━━━ Supplied entries ━━━

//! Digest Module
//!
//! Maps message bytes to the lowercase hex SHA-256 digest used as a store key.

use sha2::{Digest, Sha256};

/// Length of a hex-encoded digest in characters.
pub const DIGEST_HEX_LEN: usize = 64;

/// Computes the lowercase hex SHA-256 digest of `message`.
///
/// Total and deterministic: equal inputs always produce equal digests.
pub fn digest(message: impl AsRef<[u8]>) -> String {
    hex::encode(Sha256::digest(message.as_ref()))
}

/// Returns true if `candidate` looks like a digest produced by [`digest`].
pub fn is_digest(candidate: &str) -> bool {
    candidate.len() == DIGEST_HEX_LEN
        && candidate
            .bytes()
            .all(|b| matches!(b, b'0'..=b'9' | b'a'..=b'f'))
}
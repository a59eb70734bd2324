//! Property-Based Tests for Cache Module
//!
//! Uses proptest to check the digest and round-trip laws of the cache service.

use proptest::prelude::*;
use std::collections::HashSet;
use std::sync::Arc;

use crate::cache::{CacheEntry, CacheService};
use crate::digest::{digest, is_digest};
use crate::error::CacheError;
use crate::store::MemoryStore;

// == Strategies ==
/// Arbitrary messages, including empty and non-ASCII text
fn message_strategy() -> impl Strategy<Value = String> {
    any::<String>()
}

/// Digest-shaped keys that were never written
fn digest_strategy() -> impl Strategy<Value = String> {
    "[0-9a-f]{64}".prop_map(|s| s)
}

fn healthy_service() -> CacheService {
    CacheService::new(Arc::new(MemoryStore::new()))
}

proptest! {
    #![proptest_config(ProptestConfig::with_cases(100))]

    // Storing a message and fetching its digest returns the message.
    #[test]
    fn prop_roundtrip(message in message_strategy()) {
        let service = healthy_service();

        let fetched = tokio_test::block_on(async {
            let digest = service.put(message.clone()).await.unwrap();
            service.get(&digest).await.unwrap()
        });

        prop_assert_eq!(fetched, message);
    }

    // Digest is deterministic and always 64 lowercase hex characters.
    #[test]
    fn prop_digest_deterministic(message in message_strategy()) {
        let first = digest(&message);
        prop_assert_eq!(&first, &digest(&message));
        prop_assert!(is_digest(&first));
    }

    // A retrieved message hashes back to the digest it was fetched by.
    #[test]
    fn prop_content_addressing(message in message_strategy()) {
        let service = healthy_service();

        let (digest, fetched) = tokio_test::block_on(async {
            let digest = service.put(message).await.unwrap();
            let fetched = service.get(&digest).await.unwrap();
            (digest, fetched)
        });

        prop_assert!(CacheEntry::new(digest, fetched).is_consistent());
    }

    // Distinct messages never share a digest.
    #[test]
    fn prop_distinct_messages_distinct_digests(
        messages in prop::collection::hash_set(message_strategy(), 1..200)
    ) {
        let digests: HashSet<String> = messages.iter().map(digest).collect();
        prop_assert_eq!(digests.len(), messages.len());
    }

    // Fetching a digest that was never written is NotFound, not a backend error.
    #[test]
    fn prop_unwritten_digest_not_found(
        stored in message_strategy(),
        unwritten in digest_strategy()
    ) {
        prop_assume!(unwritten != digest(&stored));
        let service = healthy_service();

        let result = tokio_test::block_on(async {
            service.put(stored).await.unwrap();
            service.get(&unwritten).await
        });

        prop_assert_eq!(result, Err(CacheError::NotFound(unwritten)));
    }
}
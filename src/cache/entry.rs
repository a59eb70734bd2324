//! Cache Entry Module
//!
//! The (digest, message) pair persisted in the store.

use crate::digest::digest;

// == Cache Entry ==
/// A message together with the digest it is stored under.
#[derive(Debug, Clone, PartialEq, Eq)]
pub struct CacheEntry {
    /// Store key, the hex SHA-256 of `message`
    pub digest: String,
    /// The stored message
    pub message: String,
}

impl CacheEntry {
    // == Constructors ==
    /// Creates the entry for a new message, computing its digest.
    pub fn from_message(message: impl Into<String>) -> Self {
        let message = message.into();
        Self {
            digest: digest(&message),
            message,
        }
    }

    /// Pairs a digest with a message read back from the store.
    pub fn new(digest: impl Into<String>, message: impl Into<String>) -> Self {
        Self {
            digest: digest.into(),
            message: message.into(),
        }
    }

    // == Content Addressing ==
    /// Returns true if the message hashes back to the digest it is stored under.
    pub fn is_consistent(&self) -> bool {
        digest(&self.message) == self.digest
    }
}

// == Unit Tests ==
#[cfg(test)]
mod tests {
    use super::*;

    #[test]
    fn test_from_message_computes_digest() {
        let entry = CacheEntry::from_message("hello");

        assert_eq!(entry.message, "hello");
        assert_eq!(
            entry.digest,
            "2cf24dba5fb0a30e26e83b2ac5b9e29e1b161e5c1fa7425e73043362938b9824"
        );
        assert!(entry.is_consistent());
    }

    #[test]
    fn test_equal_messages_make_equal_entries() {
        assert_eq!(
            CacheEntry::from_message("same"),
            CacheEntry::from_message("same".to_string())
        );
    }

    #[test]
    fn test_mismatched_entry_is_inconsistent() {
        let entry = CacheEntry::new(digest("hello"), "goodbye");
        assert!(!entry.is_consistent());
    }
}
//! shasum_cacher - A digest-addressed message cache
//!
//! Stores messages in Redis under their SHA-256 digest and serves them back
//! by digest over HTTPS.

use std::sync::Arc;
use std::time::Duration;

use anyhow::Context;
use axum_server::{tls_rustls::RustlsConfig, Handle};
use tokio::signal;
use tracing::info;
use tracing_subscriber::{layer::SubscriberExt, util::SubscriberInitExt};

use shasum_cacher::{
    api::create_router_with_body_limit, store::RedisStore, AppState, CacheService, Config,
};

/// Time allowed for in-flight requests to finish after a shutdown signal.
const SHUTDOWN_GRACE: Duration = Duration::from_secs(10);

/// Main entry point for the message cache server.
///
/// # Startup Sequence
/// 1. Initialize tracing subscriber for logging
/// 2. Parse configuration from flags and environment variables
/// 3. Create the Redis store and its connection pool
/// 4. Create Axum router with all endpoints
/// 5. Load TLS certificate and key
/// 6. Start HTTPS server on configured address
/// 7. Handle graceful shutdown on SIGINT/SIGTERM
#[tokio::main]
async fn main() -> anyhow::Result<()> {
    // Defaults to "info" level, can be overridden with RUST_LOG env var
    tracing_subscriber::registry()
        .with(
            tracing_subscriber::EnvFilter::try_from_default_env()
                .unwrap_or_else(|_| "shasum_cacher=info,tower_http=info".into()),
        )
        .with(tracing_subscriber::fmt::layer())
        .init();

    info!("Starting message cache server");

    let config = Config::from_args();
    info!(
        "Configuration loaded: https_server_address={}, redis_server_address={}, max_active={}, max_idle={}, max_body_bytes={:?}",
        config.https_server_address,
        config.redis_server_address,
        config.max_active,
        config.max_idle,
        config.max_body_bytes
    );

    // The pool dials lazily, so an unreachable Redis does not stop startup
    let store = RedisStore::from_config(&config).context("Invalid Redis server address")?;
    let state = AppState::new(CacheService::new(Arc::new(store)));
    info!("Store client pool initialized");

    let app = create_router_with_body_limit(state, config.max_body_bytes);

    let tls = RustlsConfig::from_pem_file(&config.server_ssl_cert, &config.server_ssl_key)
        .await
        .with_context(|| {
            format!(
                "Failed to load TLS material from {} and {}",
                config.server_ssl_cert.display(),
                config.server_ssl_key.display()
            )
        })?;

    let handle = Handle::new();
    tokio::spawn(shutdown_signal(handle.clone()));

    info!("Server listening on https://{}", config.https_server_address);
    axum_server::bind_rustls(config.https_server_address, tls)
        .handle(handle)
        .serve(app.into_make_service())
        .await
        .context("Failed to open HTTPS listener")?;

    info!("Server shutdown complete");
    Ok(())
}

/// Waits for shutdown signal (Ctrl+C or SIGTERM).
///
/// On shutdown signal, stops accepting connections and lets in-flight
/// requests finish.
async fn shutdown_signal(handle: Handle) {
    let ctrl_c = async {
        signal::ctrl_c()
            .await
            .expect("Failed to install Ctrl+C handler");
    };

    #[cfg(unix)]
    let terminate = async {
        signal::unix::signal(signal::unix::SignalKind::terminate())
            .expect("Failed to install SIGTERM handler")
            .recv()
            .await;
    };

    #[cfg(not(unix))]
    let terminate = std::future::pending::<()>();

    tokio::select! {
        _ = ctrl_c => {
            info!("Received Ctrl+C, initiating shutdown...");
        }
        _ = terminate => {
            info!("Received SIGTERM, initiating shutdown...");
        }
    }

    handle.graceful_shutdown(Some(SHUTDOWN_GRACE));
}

━━━

- _Goal of the exercise_
Find the string "impl" in the listing and return every line that holds it.

- _Answer for the task_
pub fn digest(message: impl AsRef<[u8]>) -> String {
fn message_strategy() -> impl Strategy<Value = String> {
fn digest_strategy() -> impl Strategy<Value = String> {
impl CacheEntry {
    pub fn from_message(message: impl Into<String>) -> Self {
    pub fn new(digest: impl Into<String>, message: impl Into<String>) -> Self {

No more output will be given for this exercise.